Beyond track record, investors tell us that it is a GP’s team size and investment capacity that currently dominates due diligence, followed closely by terms and fees benchmarking and succession and retention planning at the GP level.
In Private Debt Investor’s LP Perspectives 2022 Study, it is also clear that the evidence and consideration of ESG is now of rapidly growing importance, forming a major part of due diligence for 57 percent of GPs, when it was described as such by only 31 percent of investors as recently as 2020.
In the past two years, the number of LPs paying no attention to the ESG credentials of managers has fallen from one in five to fewer than one in 10, as the investor community pushes this topic up the agenda.
Within ESG, we also see a growing focus from investors on diversity and inclusion at the GP level. In 2019, we asked LPs whether a manager’s gender pay gap at GP level factored into due diligence, and 57 percent were not covering the topic. Today, evidence of diversity and inclusion is a part of due diligence for 85 percent of managers.
Blair Jacobson, partner and co-head of European Credit in the Ares Credit Group and a member of the Ares Executive Management Committee, told PDI in December that LP interest in ESG has escalated rapidly in recent years: “We raised our third European direct lending fund in 2015 and that was the first time we had a specific diligence questionnaire about our ESG policies.
“It’s accelerated significantly since then. When we raised our fifth fund [in 2021], we had ESG discussions with every investor and many LPs wanted follow-up sessions to go into more detail.
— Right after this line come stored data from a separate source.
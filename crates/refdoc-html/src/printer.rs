//! Type references and declaration syntax as HTML.
//!
//! Every type name goes through [`LinkResolver::display`], so a reference
//! renders as an anchor exactly when the resolver says it is linkable.

use std::collections::HashSet;

use html_escape::{encode_double_quoted_attribute, encode_text};
use refdoc_model::{
    Access, AttributeDef, AttributeValue, ConstructorDef, MethodDef, Parameter, ParameterModifier,
    PropertyDef, ROOT_TYPE, TypeDef, TypeKind, TypeReference, strip_arity,
};
use refdoc_site::{LinkResolver, LinkTarget, ResolvedType};

/// Implicit base types never shown in a declaration.
const IMPLICIT_BASES: &[&str] = &[ROOT_TYPE, "System.ValueType", "System.Enum"];

/// Attribute types hidden from syntax blocks.
#[derive(Clone, Debug, Default)]
pub struct HiddenAttributes {
    names: HashSet<String>,
}

impl HiddenAttributes {
    /// Create a deny-list of attribute full names.
    pub fn new<I, S>(names: I) -> Self
    where
        I: IntoIterator<Item = S>,
        S: Into<String>,
    {
        Self {
            names: names.into_iter().map(Into::into).collect(),
        }
    }

    /// True when the attribute must not be shown.
    pub fn is_hidden(&self, type_name: &str) -> bool {
        self.names.contains(type_name)
    }
}

/// Render a resolved type: anchor for linkable names, `&lt;…&gt;`
/// argument lists and array/pointer suffix.
pub fn render_resolved(resolved: &ResolvedType) -> String {
    let text = encode_text(&resolved.text);
    let mut html = match &resolved.target {
        LinkTarget::Local(url) => format!("<a href=\"{}\">{text}</a>", encode_double_quoted_attribute(url)),
        LinkTarget::External(url) => format!(
            "<a class=\"external\" href=\"{}\">{text}</a>",
            encode_double_quoted_attribute(url)
        ),
        LinkTarget::Unlinkable => text.into_owned(),
    };
    if !resolved.arguments.is_empty() {
        let arguments: Vec<String> = resolved.arguments.iter().map(render_resolved).collect();
        html.push_str("&lt;");
        html.push_str(&arguments.join(", "));
        html.push_str("&gt;");
    }
    html.push_str(&encode_text(&resolved.suffix));
    html
}

/// Prints types and member declarations with resolved links.
#[derive(Clone, Copy, Debug)]
pub struct TypePrinter<'r, 'a> {
    resolver: &'r LinkResolver<'a>,
    hidden: &'r HiddenAttributes,
}

impl<'r, 'a> TypePrinter<'r, 'a> {
    /// Create a printer linking through `resolver` and skipping `hidden`
    /// attributes.
    pub fn new(resolver: &'r LinkResolver<'a>, hidden: &'r HiddenAttributes) -> Self {
        Self { resolver, hidden }
    }

    /// Resolver used for links.
    pub fn resolver(&self) -> &'r LinkResolver<'a> {
        self.resolver
    }

    /// A type reference, linked where possible.
    pub fn type_ref(&self, reference: &TypeReference) -> String {
        render_resolved(&self.resolver.display(reference))
    }

    /// A documented type as a definition, e.g. `Container<T>`.
    pub fn type_def(&self, ty: &TypeDef) -> String {
        render_resolved(&self.resolver.display_type(ty))
    }

    /// Visible attributes, one `[Name(args)]` line each.
    pub fn attributes(&self, attributes: &[AttributeDef]) -> String {
        attributes
            .iter()
            .filter(|a| !self.hidden.is_hidden(&a.type_name))
            .map(|a| format!("{}\n", self.attribute(a)))
            .collect()
    }

    fn attribute(&self, attribute: &AttributeDef) -> String {
        let reference = TypeReference::named(attribute.type_name.clone());
        let mut resolved = self.resolver.display(&reference);
        if let Some(stripped) = resolved.text.strip_suffix("Attribute")
            && !stripped.is_empty()
        {
            resolved.text = stripped.to_owned();
        }

        let mut html = format!("[{}", render_resolved(&resolved));
        if !attribute.arguments.is_empty() {
            let arguments: Vec<String> = attribute
                .arguments
                .iter()
                .map(|arg| {
                    let value = encode_text(&attribute_value(&arg.value)).into_owned();
                    match &arg.name {
                        Some(name) => format!("{} = {value}", encode_text(name)),
                        None => value,
                    }
                })
                .collect();
            html.push('(');
            html.push_str(&arguments.join(", "));
            html.push(')');
        }
        html.push(']');
        html
    }

    /// Type declaration: `public class Circle : Shape, IShape`.
    pub fn type_syntax(&self, ty: &TypeDef) -> String {
        let mut html = self.attributes(&ty.attributes);
        html.push_str("public ");
        if ty.kind == TypeKind::Class {
            if ty.is_static {
                html.push_str("static ");
            } else if ty.is_abstract {
                html.push_str("abstract ");
            } else if ty.is_sealed {
                html.push_str("sealed ");
            }
        }
        html.push_str(ty.kind.keyword());
        html.push(' ');
        html.push_str(&encode_text(&declared_name(ty)));

        let mut supertypes = Vec::new();
        if let Some(base) = &ty.base
            && !base
                .canonical_name()
                .is_some_and(|name| IMPLICIT_BASES.contains(&name))
        {
            supertypes.push(self.type_ref(base));
        }
        supertypes.extend(ty.interfaces.iter().map(|i| self.type_ref(i)));
        if !supertypes.is_empty() {
            html.push_str(" : ");
            html.push_str(&supertypes.join(", "));
        }
        html
    }

    /// Constructor declaration: `public Circle(double radius)`.
    pub fn constructor_syntax(&self, owner: &TypeDef, ctor: &ConstructorDef) -> String {
        let mut html = self.attributes(&ctor.attributes);
        html.push_str(ctor.access.keyword());
        html.push(' ');
        html.push_str(&encode_text(&constructor_name(owner)));
        html.push_str(&self.parameters(&ctor.parameters, false));
        html
    }

    /// Property declaration: `public string Name { get; protected set; }`.
    pub fn property_syntax(&self, owner: &TypeDef, property: &PropertyDef) -> String {
        let in_interface = owner.kind == TypeKind::Interface;
        let access = property
            .getter
            .into_iter()
            .chain(property.setter)
            .reduce(Access::max)
            .unwrap_or_default();

        let mut html = self.attributes(&property.attributes);
        if !in_interface {
            html.push_str(access.keyword());
            html.push(' ');
            if property.is_static {
                html.push_str("static ");
            }
        }
        html.push_str(&self.type_ref(&property.property_type));
        html.push(' ');
        html.push_str(&encode_text(&property.name));
        html.push_str(" {");
        for (keyword, accessor) in [("get", property.getter), ("set", property.setter)] {
            let Some(accessor) = accessor else { continue };
            html.push(' ');
            if accessor != access && !in_interface {
                html.push_str(accessor.keyword());
                html.push(' ');
            }
            html.push_str(keyword);
            html.push(';');
        }
        html.push_str(" }");
        html
    }

    /// Method declaration: `public static string Alias(this Type type)`.
    pub fn method_syntax(&self, owner: &TypeDef, method: &MethodDef) -> String {
        let mut html = self.attributes(&method.attributes);
        if owner.kind != TypeKind::Interface {
            html.push_str(method.access.keyword());
            html.push(' ');
            if method.is_static {
                html.push_str("static ");
            }
            if method.is_abstract {
                html.push_str("abstract ");
            } else if method.is_override {
                html.push_str("override ");
            } else if method.is_virtual {
                html.push_str("virtual ");
            }
        }
        html.push_str(&self.type_ref(&method.return_type));
        html.push(' ');
        html.push_str(&encode_text(&method.name));
        if !method.generic_parameters.is_empty() {
            html.push_str("&lt;");
            html.push_str(&encode_text(&method.generic_parameters.join(", ")));
            html.push_str("&gt;");
        }
        html.push_str(&self.parameters(&method.parameters, method.is_extension));
        html
    }

    fn parameters(&self, parameters: &[Parameter], extension: bool) -> String {
        let rendered: Vec<String> = parameters
            .iter()
            .enumerate()
            .map(|(i, p)| {
                let marker = match p.modifier {
                    _ if extension && i == 0 => "this ",
                    ParameterModifier::Ref => "ref ",
                    ParameterModifier::Out => "out ",
                    ParameterModifier::Params => "params ",
                    ParameterModifier::None => "",
                };
                format!("{marker}{} {}", self.type_ref(&p.parameter_type), encode_text(&p.name))
            })
            .collect();
        format!("({})", rendered.join(", "))
    }
}

/// Declared name of a type: innermost nesting level, arity stripped,
/// generic parameters spelled out.
fn declared_name(ty: &TypeDef) -> String {
    let name = constructor_name(ty);
    if ty.generic_parameters.is_empty() {
        name
    } else {
        format!("{name}<{}>", ty.generic_parameters.join(", "))
    }
}

fn constructor_name(ty: &TypeDef) -> String {
    let innermost = ty.name.rsplit('+').next().unwrap_or(&ty.name);
    strip_arity(innermost)
}

fn attribute_value(value: &AttributeValue) -> String {
    match value {
        AttributeValue::Bool(b) => b.to_string(),
        AttributeValue::Int(i) => i.to_string(),
        AttributeValue::Float(f) => f.to_string(),
        AttributeValue::Str(s) => format!("\"{s}\""),
    }
}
LP expectations have continued to scale and what started in the Nordics is now a focus for everyone.”
At Bridgepoint Credit, whose parent Bridgepoint owns Private Debt Investor publisher PEI Media, deputy managing partner Hamish Grant says there is also intensifying interest from LPs around diversity and inclusion: “If you look at the investor community, there’s the same breadth of focus on D&I as there is on ESG,” he says. “ESG has become a hot topic for a lot of investors and diversity and inclusion is a key part of that.”
Adinah Shackleton, head of ESG at Permira, says: “LP expectations have really shifted in recent years and in many ways are now similar to those that we see on the private equity side of the business. There is obviously a different relationship with the underlying company in the context of credit, but the expectations are very much the same.”
When asked about the activities that require the greatest amount of their time, investors say they devote significant time to fund due diligence and portfolio monitoring. Only one in 10 LPs are spending a lot of time on policy development around considerations such as ESG. Researching new GPs also remains a low priority, getting significant time commitment from fewer than one in four investors.
Source for disagreement
When it comes to the fund terms causing most disagreement between GPs and their investors during due diligence, management fees and unsatisfactory or non-existent key man clauses remain the biggest areas of contention. Both of these issues are identified as a cause of disagreement by a growing number of LPs over time, as are debates around the structure of carry distribution and investment restrictions.
Lawyers say LPs are increasingly looking for much tougher provisions to come down hard on GPs for unresolved key-person events, in some cases calling for a loss of carried interest as they grapple with anxieties about losing key talent. More common is a push to reduce the management fee if a key-person event triggers a suspension of the investment period, with investors demanding an immediate step-down in the management fee calculation without waiting to see if the key-person event can be remedied.
Key-person clauses are also being extended to cover more people. Geoffrey Kittredge, partner and chair of Debevoise & Plimpton’s European funds and investment management practice, told PDI last year that “key-person clauses started off with just one or two people but, as firms develop, the key-person trigger becomes more complex and more about teams or combinations of senior and mid-level executives and investment professionals. That’s natural and will continue”.
Meanwhile, the level of GP commitment, hurdle rates and set up costs are no longer as contentious in LPA due diligence as they were in the past, and board representation is a hot issue for one in 10 investors, in line with where it has been for some time.
Jeffrey Griffiths, co-head of global private credit at placement agent Campbell Lutyens, says: “Leverage levels are a big talking point in due diligence at the moment, with LPs focusing on how much leverage is really acceptable on deals and seeking to understand debt to EBITDA ratios and how stretched those are. That is a big topic for discussion.
“There is also still a huge focus on how managers traded through the pandemic, with investors very keen and very able to due diligence those track records in some detail.”